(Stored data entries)
'''

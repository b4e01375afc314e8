//! 백엔드 타임스탬프 포맷 (`%Y-%m-%d %H:%M:%S`, 타임존 없음).

use chrono::NaiveDateTime;
use serde::{Deserialize, Deserializer, Serializer};

/// 백엔드가 사용하는 타임스탬프 포맷
pub const FORMAT: &str = "%Y-%m-%d %H:%M:%S";

/// 문자열 → `NaiveDateTime`
pub fn parse(s: &str) -> Result<NaiveDateTime, chrono::ParseError> {
    NaiveDateTime::parse_from_str(s, FORMAT)
}

/// `NaiveDateTime` → 문자열
pub fn format(ts: &NaiveDateTime) -> String {
    ts.format(FORMAT).to_string()
}

pub fn serialize<S: Serializer>(ts: &NaiveDateTime, serializer: S) -> Result<S::Ok, S::Error> {
    serializer.serialize_str(&format(ts))
}

pub fn deserialize<'de, D: Deserializer<'de>>(deserializer: D) -> Result<NaiveDateTime, D::Error> {
    let s = String::deserialize(deserializer)?;
    parse(&s).map_err(serde::de::Error::custom)
}

/// `Option<NaiveDateTime>` 용 (null 허용)
pub mod option {
    use chrono::NaiveDateTime;
    use serde::{Deserialize, Deserializer, Serializer};

    pub fn serialize<S: Serializer>(
        ts: &Option<NaiveDateTime>,
        serializer: S,
    ) -> Result<S::Ok, S::Error> {
        match ts {
            Some(ts) => serializer.serialize_str(&super::format(ts)),
            None => serializer.serialize_none(),
        }
    }

    pub fn deserialize<'de, D: Deserializer<'de>>(
        deserializer: D,
    ) -> Result<Option<NaiveDateTime>, D::Error> {
        let s: Option<String> = Option::deserialize(deserializer)?;
        s.map(|s| super::parse(&s).map_err(serde::de::Error::custom))
            .transpose()
    }
}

'''

▸ Description of the task: Please show every line above that includes the word "custom".

▸ The answer:
    parse(&s).map_err(serde::de::Error::custom)
        s.map(|s| super::parse(&s).map_err(serde::de::Error::custom))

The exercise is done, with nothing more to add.